Au-delà du contexte actuel, il y a aussi une lecture plus ancienne et si répandue qu’on peut parler d’une « vulgate » sur l’activité du PCF sous la Guerre et l’Occupation. Cette vulgate fait du PCF un parti inféodé à l’URSS qui, en conséquence, aurait adopté la politique du Pacte de non agression germano-soviétique. Son entrée en Résistance aurait été uniquement provoquée par l’invasion de l’URSS le 22 juin 1941 – elle aurait été imposée en quelque sorte. Votre dernier ouvrage remet sensiblement en question cette vulgate…

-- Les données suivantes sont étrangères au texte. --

mod util;

use std::io::Cursor;
use std::time::Duration;

use ai_engine::server::{Dispatcher, ErrorCode, Outbound};
use crossbeam_channel::Receiver;
use serde_json::{Value, json};

/// Run `lines` through the serve loop and return every response, in order.
fn serve_lines(dispatcher: &Dispatcher, rx: &Receiver<Outbound>, lines: &[&str]) -> Vec<Value> {
    let input = lines.join("\n");
    dispatcher.serve(Cursor::new(input.into_bytes())).unwrap();
    rx.try_iter()
        .filter_map(|out| match out {
            Outbound::Response(response) => Some(serde_json::to_value(response).unwrap()),
            _ => None,
        })
        .collect()
}

fn next_event(rx: &Receiver<Outbound>) -> Value {
    loop {
        match rx.recv_timeout(Duration::from_secs(5)).expect("event") {
            Outbound::Event(event) => return serde_json::to_value(event).unwrap(),
            _ => continue,
        }
    }
}

#[test]
fn bad_lines_get_errors_and_the_loop_keeps_going() {
    let (dispatcher, rx, _tmp) = util::engine();
    let responses = serve_lines(
        &dispatcher,
        &rx,
        &[
            "this is not json",
            r#"{"id":1}"#,
            "",
            r#"{"id":2,"method":"does.not.exist"}"#,
            r#"{"id":3,"method":"jobs.status","params":{"jobId":42}}"#,
            r#"{"id":4,"method":"engine.health"}"#,
        ],
    );

    assert_eq!(responses.len(), 5, "blank lines get no response");
    assert_eq!(responses[0]["error"]["code"], ErrorCode::PARSE_ERROR);
    assert!(responses[0]["id"].is_null());
    assert_eq!(responses[1]["error"]["code"], ErrorCode::INVALID_REQUEST);
    assert_eq!(responses[1]["id"], 1);
    assert_eq!(responses[2]["error"]["code"], ErrorCode::METHOD_NOT_FOUND);
    assert_eq!(responses[3]["error"]["code"], ErrorCode::INVALID_PARAMS);
    assert_eq!(responses[4]["result"]["status"], "ok");
    assert!(responses.iter().all(|r| r["jsonrpc"] == "2.0"));
}

#[test]
fn unknown_job_type_is_rejected_without_a_record() {
    let (dispatcher, _rx, _tmp) = util::engine();
    let resp = util::call(&dispatcher, 1, "jobs.start", json!({"type": "ocr.extract"}));
    assert_eq!(resp["error"]["code"], ErrorCode::INVALID_PARAMS);
    assert_eq!(resp["error"]["message"], "Unknown job type: ocr.extract");
    assert_eq!(resp["error"]["data"]["jobType"], "ocr.extract");

    let list = util::call(&dispatcher, 2, "jobs.list", Value::Null);
    assert_eq!(list["result"], json!([]));
}

#[test]
fn job_lifecycle_over_the_wire() {
    let (dispatcher, rx, _tmp) = util::engine();

    let types = util::call(&dispatcher, 1, "jobs.types", Value::Null);
    assert_eq!(
        types["result"],
        json!(["engine.echo", "engine.sleep", "engine.warmup"])
    );

    let start = util::call(
        &dispatcher,
        2,
        "jobs.start",
        json!({"type": "engine.sleep", "payload": {"steps": 2, "intervalMs": 10}, "priority": "high"}),
    );
    let job_id = start["result"]["jobId"].as_str().unwrap().to_string();

    let first = next_event(&rx);
    assert_eq!(first["type"], "progress");
    assert_eq!(first["jobId"], job_id.as_str());
    assert_eq!(first["data"]["percent"], 50.0);
    assert_eq!(first["data"]["message"], "step 1/2");
    assert_eq!(next_event(&rx)["data"]["percent"], 100.0);

    let result = next_event(&rx);
    assert_eq!(result["type"], "result");
    assert_eq!(result["data"], json!({"steps": 2}));

    let status = util::call(&dispatcher, 3, "jobs.status", json!({"jobId": job_id}));
    assert_eq!(status["result"]["state"], "done");
    assert_eq!(status["result"]["progress"], 100.0);
    assert!(status["result"]["completedAt"].is_i64());

    let fetched = util::call(&dispatcher, 4, "jobs.result", json!({"jobId": job_id}));
    assert_eq!(fetched["result"], json!({"success": true, "data": {"steps": 2}}));

    let cancel = util::call(&dispatcher, 5, "jobs.cancel", json!({"jobId": job_id}));
    assert_eq!(
        cancel["result"],
        json!({"success": false, "reason": "Job already done"})
    );

    let list = util::call(&dispatcher, 6, "jobs.list", Value::Null);
    assert_eq!(list["result"][0]["jobId"], job_id.as_str());
    assert_eq!(list["result"][0]["type"], "engine.sleep");

    let missing = util::call(&dispatcher, 7, "jobs.cancel", json!({"jobId": "nope"}));
    assert_eq!(missing["error"]["code"], ErrorCode::JOB_NOT_FOUND);
}

#[test]
fn failed_job_reports_error_event_and_result() {
    let (dispatcher, rx, _tmp) = util::engine();
    let start = util::call(
        &dispatcher,
        1,
        "jobs.start",
        json!({"type": "engine.sleep", "payload": {"steps": "many"}}),
    );
    let job_id = start["result"]["jobId"].as_str().unwrap().to_string();

    let event = next_event(&rx);
    assert_eq!(event["type"], "error");
    assert!(event["data"].as_str().unwrap().starts_with("invalid payload"));

    let fetched = util::call(&dispatcher, 2, "jobs.result", json!({"jobId": job_id}));
    assert_eq!(fetched["result"]["success"], false);
    assert!(fetched["result"].get("data").is_none());
}

#[test]
fn cache_methods_round_trip() {
    let (dispatcher, _rx, _tmp) = util::engine();

    let set = util::call(
        &dispatcher,
        1,
        "cache.set",
        json!({"key": "ocr:page1", "value": {"text": "hello"}, "ttl": 0}),
    );
    assert_eq!(set["result"]["success"], true);
    util::call(&dispatcher, 2, "cache.set", json!({"key": "ocr:page2", "value": 2}));
    util::call(&dispatcher, 3, "cache.set", json!({"key": "emb:doc", "value": [1, 2]}));

    let got = util::call(&dispatcher, 4, "cache.get", json!({"key": "ocr:page1"}));
    assert_eq!(got["result"]["found"], true);
    assert_eq!(got["result"]["value"], json!({"text": "hello"}));
    assert!(got["result"]["expiresAt"].is_null());

    let stats = util::call(&dispatcher, 5, "cache.stats", Value::Null);
    assert_eq!(stats["result"]["entries"], 3);

    let deleted = util::call(&dispatcher, 6, "cache.delete", json!({"key": "emb:doc"}));
    assert_eq!(deleted["result"], json!({"success": true, "existed": true}));
    let deleted = util::call(&dispatcher, 7, "cache.delete", json!({"key": "emb:doc"}));
    assert_eq!(deleted["result"]["existed"], false);

    let cleared = util::call(&dispatcher, 8, "cache.clear", json!({"prefix": "ocr:"}));
    assert_eq!(cleared["result"], json!({"success": true, "cleared": 2}));

    let miss = util::call(&dispatcher, 9, "cache.get", json!({"key": "ocr:page1"}));
    assert_eq!(miss["result"], json!({"found": false}));

    let pruned = util::call(&dispatcher, 10, "cache.prune", Value::Null);
    assert_eq!(pruned["result"]["pruned"], 0);
}

#[test]
fn model_methods_and_aliases() {
    let (dispatcher, _rx, _tmp) = util::engine();

    let list = util::call(&dispatcher, 1, "models.list", Value::Null);
    let models = list["result"].as_array().unwrap();
    assert_eq!(models.len(), 9);
    assert!(models.iter().all(|m| m["loaded"] == false));
    let whisper = models.iter().find(|m| m["id"] == "whisper-base").unwrap();
    assert_eq!(whisper["type"], "whisper");
    assert_eq!(whisper["size"], 150_000_000u64);

    let load = util::call(&dispatcher, 2, "resources.load", json!({"modelId": "whisper-base"}));
    assert_eq!(load["result"]["success"], true);
    assert!(load["result"]["loadTime"].is_u64());

    let status = util::call(&dispatcher, 3, "models.status", json!({"modelId": "whisper-base"}));
    assert_eq!(status["result"]["loaded"], true);
    assert_eq!(status["result"]["memoryUsage"], 300_000_000u64);
    assert!(status["result"]["lastUsed"].is_i64());

    let health = util::call(&dispatcher, 4, "engine.health", Value::Null);
    assert_eq!(health["result"]["budget"]["used"], 300_000_000u64);

    let unload = util::call(&dispatcher, 5, "models.unload", json!({"modelId": "whisper-base"}));
    assert_eq!(unload["result"]["success"], true);
    let unknown = util::call(&dispatcher, 6, "models.unload", json!({"modelId": "nope"}));
    assert_eq!(unknown["result"]["success"], false);

    let health = util::call(&dispatcher, 7, "engine.health", Value::Null);
    assert_eq!(health["result"]["budget"]["used"], 0);
}

#[test]
fn shutdown_request_stops_reading_and_releases_resources() {
    let (dispatcher, rx, _tmp) = util::engine();
    let responses = serve_lines(
        &dispatcher,
        &rx,
        &[
            r#"{"id":1,"method":"models.load","params":{"modelId":"easyocr-en"}}"#,
            r#"{"id":2,"method":"engine.shutdown"}"#,
            r#"{"id":3,"method":"engine.health"}"#,
        ],
    );
    assert_eq!(responses.len(), 2, "lines after shutdown are not read");
    assert_eq!(responses[1]["result"]["success"], true);

    dispatcher.shutdown();
    assert_eq!(dispatcher.resources().budget().used, 0);
    let resp = util::call(&dispatcher, 4, "jobs.start", json!({"type": "engine.echo"}));
    assert_eq!(resp["error"]["code"], ErrorCode::INTERNAL_ERROR);
}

Depuis septembre 1939, le PCF a assumé totalement la ligne de l’Internationale fixée par Staline suite au pacte germano-soviétique, à savoir que la guerre est « impérialiste des deux côtés » – cela d’autant plus que la répression (saisie de l’Humanité dès le 26 août, puis dissolution du parti le 26 septembre) le conforte dans l’idée que la guerre est d’abord faite à la classe ouvrière. La situation nouvelle créée par la défaite de 1940 ne modifie pas cette ligne, d’où le refus de toute participation au conflit, impasse stratégique qui fragilise considérablement la revendication majeure de l’indépendance nationale – continûment réaffirmée, ainsi que la dénonciation du gouvernement « de traîtres et de valets » siégeant à Vichy –, dont la réalisation est liée initialement au préalable irréaliste de la « libération sociale » du joug capitaliste. D’où également les négociations avec l’occupant pour la reparution de l’Humanité, en vertu du principe léniniste d’exploitation de toutes les possibilité légales, initiative lourde de risques de compromission à laquelle l’Internationale met fin le 7 août, après des mises en garde, par une consigne impérative. Il faut avoir à l’esprit ces contradictions pour ne pas tomber dans une vision unilatérale des événements et pour percevoir comment se constitue la résistance communiste de l’automne 1940 à l’été 1941. L’entrée en guerre de l’URSS mettra fin à toute référence à la « guerre impérialiste ».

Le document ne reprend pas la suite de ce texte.